Even in cyberspace some in-crowds are more equal than others.
Web-surfers end up as second-tier audiences when corporate image and prestige are at issue.

Through its Web server an organization can publish detailed media-rich information about itself: its mission or business, its organizational structure and leadership, its core competencies, markets, constituencies, activities, services, products, and so on. This information can be organized for maximal appeal and content value for key targets of influence.

Who are these key audiences? They are opinion leaders who can influence an organization's reputation and perceived value in its markets, and transmit the impression of organizational value into the world at large.

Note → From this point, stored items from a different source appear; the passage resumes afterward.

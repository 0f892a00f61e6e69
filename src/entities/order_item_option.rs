use rust_decimal::Decimal;
use sea_orm::entity::prelude::*;
use serde::{Deserialize, Serialize};
use uuid::Uuid;

/// Immutable snapshot of a selected option and its price adjustment.
#[derive(Clone, Debug, PartialEq, Eq, DeriveEntityModel, Serialize, Deserialize)]
#[sea_orm(table_name = "order_item_options")]
pub struct Model {
    #[sea_orm(primary_key, auto_increment = false)]
    pub id: Uuid,
    pub order_item_id: Uuid,
    pub menu_item_option_id: Uuid,
    pub name: String,
    #[sea_orm(column_type = "Decimal(Some((10, 2)))")]
    pub price_adjustment: Decimal,
}

#[derive(Copy, Clone, Debug, EnumIter, DeriveRelation)]
pub enum Relation {
    #[sea_orm(
        belongs_to = "super::order_item::Entity",
        from = "Column::OrderItemId",
        to = "super::order_item::Column::Id"
    )]
    OrderItem,
}

impl Related<super::order_item::Entity> for Entity {
    fn to() -> RelationDef {
        Relation::OrderItem.def()
    }
}

impl ActiveModelBehavior for ActiveModel {}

Media decision-makers and journalists, of course, are important targets of influence in their own right, but in today's information-intensive society they're arguably no more critical than parallel communities of information mediators like market researchers, securities analysts, fund managers, institutional investors, and academics.
[188k] The professional media: no more monopoly on information.

Potential industry partners and business allies should also be ranked among these top-tier targets of influence. We are also dealing here with business prospects and customers, of course, but not necessarily as primary targets. Strong selling messages are antithetical to the objectives of this "high road" approach, which hinges on factual (and interesting) self-presentation.

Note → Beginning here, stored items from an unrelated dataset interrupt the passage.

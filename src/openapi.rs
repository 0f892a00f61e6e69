use utoipa::OpenApi;
use utoipa_swagger_ui::SwaggerUi;

use crate::errors::ErrorResponse;
use crate::handlers::orders::{OrderDetailResponse, OrderItemResponse, OrderResponse};
use crate::services::checkout::PlaceOrderRequest;
use crate::services::delivery::DeliveryAddress;
use crate::services::geocoding::PostalAddress;
use crate::services::order_status::UpdateStatusRequest;
use crate::services::payments::PaymentMethodRequest;
use crate::services::pricing::CartLine;

#[derive(OpenApi)]
#[openapi(
    info(
        title = "Streetbite API",
        description = "Order checkout and lifecycle management for the Streetbite food-truck marketplace"
    ),
    paths(
        crate::handlers::orders::place_order,
        crate::handlers::orders::list_my_orders,
        crate::handlers::orders::get_my_order,
        crate::handlers::orders::request_cancellation,
        crate::handlers::operator_orders::list_operator_orders,
        crate::handlers::operator_orders::update_order_status,
    ),
    components(schemas(
        PlaceOrderRequest,
        UpdateStatusRequest,
        CartLine,
        DeliveryAddress,
        PostalAddress,
        PaymentMethodRequest,
        OrderResponse,
        OrderItemResponse,
        OrderDetailResponse,
        ErrorResponse,
    )),
    tags(
        (name = "orders", description = "Customer checkout and order tracking"),
        (name = "operator-orders", description = "Operator order fulfillment"),
    )
)]
pub struct ApiDoc;

/// Swagger UI mounted at `/docs`, serving the generated document.
pub fn swagger_ui() -> SwaggerUi {
    SwaggerUi::new("/docs").url("/api-docs/openapi.json", ApiDoc::openapi())
}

But are these influential, top-tier audiences currently accessible through the Worldwide Web? A number of Net-specialist market researchers are working to identify many of these segments as we prepare this discussion, and right now the market segmentation of the WWW's audience is not entirely clear. But it's a safe bet to predict that, even if they're not doing so already, the leading media, securities, and market analysis organizations will soon be working the Web extensively for information gathering and background research, particularly as more enterprises establish inviting home pages that marshal useful and substantive information about their operations.
[168k] Informational and promotional?

In many respects, the Worldwide Web is the optimal forum for media-rich enterprise communications aimed at opinion leaders. Bear in mind, however, that these professional audiences are not easy marks: their work centers on reading, viewing, and evaluating materials that organizations produce to advance their own interests. Naive and impressionable they are not: so slick mass-market ad copy and execspeak PR spins simply won't play in this quarter. These are discriminating audiences, and they're always on the lookout for reliable and useful information that helps them in their own work.